╔══
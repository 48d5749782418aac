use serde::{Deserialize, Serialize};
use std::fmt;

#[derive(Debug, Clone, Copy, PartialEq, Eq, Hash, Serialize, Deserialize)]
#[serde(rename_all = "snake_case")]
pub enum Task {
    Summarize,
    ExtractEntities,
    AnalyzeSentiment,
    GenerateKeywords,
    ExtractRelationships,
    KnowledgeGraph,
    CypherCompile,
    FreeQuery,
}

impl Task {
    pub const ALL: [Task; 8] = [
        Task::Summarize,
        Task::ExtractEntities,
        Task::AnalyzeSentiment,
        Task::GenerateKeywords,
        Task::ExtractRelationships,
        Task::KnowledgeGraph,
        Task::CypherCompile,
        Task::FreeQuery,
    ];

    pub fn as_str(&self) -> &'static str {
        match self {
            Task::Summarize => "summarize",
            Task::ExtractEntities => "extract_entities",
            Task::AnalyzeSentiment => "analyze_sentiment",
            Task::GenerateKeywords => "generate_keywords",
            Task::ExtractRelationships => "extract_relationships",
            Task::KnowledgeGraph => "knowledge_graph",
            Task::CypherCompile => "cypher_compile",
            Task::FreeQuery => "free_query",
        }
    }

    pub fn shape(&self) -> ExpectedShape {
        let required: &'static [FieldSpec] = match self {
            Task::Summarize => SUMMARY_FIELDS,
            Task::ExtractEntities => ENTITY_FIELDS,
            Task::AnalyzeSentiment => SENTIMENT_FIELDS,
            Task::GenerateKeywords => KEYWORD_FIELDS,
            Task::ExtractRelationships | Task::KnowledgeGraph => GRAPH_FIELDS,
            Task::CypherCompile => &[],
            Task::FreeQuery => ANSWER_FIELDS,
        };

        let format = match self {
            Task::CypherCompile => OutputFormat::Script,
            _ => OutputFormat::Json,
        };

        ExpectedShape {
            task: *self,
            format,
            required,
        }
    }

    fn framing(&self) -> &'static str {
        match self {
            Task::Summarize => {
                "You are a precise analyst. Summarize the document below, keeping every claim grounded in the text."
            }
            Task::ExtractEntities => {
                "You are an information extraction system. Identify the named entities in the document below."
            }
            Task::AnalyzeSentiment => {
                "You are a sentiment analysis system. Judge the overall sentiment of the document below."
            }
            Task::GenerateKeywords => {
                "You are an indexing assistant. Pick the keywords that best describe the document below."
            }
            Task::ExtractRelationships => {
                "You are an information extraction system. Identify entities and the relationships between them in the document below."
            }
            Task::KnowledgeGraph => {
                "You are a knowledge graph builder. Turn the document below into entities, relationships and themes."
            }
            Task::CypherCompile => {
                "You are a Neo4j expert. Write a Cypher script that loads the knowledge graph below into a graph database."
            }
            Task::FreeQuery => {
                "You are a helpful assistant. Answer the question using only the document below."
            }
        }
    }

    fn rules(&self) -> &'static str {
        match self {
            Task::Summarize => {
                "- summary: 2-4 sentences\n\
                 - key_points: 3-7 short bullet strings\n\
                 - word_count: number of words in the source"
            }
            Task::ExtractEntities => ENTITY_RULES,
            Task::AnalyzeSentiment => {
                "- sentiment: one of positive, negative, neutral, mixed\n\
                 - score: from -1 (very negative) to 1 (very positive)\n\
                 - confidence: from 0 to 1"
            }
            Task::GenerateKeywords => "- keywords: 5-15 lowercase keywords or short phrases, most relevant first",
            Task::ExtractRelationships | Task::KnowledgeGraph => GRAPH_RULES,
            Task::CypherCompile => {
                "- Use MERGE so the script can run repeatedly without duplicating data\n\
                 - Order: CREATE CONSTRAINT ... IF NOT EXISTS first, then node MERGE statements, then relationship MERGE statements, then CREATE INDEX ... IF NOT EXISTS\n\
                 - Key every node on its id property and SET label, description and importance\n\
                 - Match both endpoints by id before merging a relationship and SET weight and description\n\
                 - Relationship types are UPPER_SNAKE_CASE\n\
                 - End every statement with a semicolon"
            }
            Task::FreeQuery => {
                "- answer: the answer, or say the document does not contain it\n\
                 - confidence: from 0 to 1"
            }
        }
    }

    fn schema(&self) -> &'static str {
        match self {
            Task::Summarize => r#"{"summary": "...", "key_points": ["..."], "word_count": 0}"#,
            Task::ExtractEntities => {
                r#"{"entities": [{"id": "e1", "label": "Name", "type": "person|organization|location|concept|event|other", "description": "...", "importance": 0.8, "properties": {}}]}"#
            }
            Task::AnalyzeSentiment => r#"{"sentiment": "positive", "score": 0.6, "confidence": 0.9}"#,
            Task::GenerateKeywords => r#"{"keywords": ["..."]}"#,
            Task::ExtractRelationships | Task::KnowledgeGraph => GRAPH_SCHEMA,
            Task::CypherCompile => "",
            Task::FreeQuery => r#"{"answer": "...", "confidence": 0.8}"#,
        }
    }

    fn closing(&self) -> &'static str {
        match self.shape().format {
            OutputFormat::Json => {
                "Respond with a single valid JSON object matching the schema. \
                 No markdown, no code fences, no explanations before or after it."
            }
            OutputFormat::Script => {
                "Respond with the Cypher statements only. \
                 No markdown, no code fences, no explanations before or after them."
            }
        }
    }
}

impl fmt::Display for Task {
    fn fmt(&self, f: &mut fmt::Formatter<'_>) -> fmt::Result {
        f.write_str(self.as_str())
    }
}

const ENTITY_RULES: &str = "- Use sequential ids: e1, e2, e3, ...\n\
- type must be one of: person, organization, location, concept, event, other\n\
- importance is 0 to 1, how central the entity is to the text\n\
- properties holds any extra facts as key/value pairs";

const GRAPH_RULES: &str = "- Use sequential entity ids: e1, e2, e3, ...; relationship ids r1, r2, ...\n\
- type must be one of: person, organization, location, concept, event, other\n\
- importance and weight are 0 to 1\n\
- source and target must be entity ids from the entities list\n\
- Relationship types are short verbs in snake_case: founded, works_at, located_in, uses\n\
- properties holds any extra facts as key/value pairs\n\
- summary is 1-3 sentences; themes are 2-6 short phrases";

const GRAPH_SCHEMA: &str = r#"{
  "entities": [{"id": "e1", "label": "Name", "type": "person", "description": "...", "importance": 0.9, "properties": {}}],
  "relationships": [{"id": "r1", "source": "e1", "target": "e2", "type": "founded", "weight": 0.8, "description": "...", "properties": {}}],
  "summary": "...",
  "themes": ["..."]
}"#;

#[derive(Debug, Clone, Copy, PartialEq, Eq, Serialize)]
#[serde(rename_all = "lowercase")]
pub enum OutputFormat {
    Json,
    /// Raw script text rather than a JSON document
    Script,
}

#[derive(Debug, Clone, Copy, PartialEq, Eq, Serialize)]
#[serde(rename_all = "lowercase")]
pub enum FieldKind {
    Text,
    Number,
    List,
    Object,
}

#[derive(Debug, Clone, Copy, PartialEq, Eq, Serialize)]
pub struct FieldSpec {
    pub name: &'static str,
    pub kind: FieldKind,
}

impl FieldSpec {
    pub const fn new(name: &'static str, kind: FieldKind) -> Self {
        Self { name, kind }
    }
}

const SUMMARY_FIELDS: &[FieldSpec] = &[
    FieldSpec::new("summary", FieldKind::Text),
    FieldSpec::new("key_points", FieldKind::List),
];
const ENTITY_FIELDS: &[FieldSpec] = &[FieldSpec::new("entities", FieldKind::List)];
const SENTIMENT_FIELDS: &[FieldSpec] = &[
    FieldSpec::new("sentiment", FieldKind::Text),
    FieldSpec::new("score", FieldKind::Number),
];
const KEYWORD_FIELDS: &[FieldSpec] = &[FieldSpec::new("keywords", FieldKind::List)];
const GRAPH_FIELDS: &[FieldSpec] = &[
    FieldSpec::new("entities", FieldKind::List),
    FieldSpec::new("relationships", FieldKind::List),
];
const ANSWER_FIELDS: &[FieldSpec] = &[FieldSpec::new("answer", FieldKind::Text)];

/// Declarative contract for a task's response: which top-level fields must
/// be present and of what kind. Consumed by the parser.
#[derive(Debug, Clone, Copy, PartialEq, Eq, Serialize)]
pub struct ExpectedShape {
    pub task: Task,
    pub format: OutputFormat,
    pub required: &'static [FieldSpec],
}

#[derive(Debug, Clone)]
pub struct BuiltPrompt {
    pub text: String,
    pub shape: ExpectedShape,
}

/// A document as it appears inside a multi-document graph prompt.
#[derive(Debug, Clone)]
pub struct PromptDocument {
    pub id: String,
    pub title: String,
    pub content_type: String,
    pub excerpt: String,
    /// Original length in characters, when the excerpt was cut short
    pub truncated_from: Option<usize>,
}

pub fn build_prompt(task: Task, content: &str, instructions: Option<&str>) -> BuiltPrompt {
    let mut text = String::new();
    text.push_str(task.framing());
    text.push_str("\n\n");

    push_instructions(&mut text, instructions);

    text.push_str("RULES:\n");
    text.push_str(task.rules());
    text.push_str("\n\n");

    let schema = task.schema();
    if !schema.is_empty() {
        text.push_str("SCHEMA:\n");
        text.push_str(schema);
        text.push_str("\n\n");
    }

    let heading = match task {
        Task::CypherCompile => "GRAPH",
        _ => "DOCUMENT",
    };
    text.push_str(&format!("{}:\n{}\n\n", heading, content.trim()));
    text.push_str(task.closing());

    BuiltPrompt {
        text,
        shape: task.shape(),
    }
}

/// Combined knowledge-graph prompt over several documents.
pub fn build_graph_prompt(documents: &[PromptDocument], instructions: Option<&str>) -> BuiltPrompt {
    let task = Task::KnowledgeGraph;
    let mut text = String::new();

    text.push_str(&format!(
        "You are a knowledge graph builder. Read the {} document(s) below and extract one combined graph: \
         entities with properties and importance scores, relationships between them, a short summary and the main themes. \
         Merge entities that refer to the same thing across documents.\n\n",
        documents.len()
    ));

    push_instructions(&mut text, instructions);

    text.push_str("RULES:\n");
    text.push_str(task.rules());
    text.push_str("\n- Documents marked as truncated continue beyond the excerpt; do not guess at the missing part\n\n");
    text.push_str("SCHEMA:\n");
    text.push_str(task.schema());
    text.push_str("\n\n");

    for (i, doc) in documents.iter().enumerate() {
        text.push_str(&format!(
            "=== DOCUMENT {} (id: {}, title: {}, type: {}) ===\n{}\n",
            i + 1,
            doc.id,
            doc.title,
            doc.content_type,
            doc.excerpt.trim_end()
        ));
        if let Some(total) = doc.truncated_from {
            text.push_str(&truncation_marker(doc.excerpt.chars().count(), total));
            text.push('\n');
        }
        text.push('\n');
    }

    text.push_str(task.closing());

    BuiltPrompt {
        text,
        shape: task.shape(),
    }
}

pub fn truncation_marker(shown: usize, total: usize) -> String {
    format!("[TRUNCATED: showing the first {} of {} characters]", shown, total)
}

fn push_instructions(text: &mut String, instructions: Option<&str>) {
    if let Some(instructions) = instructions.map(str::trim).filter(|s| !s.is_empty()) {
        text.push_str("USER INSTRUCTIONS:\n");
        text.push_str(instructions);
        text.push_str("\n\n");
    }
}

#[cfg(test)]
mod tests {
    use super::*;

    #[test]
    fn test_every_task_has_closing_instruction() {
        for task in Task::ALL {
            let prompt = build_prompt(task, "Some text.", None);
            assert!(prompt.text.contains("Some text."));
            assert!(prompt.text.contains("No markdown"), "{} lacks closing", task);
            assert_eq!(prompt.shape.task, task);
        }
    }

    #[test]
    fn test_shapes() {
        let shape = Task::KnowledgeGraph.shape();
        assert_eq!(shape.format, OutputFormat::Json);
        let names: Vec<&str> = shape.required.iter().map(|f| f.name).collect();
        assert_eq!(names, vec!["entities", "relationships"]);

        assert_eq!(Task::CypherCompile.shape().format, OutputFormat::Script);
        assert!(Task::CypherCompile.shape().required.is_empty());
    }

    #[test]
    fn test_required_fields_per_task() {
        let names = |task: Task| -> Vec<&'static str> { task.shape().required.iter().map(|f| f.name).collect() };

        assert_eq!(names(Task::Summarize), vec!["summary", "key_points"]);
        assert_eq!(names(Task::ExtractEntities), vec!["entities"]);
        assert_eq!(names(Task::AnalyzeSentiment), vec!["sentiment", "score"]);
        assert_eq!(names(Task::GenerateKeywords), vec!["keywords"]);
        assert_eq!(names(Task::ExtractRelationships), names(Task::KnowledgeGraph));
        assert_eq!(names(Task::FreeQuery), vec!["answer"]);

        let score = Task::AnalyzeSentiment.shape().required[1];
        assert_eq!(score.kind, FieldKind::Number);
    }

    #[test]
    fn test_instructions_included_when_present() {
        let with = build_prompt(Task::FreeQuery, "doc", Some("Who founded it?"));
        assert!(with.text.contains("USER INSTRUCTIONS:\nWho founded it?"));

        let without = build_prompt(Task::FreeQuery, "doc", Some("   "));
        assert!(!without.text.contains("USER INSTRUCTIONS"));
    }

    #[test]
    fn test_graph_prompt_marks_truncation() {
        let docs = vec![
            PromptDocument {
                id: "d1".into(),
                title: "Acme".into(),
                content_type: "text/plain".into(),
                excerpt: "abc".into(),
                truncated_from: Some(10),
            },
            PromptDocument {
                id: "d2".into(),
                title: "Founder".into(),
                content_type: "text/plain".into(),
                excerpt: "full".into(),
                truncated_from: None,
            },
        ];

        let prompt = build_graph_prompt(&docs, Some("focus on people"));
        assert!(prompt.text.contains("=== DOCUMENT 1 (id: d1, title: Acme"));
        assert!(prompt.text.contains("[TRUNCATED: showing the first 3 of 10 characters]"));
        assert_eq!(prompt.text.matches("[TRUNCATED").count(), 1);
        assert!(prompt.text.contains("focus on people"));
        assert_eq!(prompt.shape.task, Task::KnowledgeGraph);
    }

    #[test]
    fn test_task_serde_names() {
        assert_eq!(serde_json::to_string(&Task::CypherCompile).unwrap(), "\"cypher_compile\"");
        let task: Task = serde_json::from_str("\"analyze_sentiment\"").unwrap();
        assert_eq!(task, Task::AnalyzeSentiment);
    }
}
╚══
Tally the lines of the entries that include the word "BuiltPrompt" and give only the total.

- _PROBLEM SOLUTION_:
5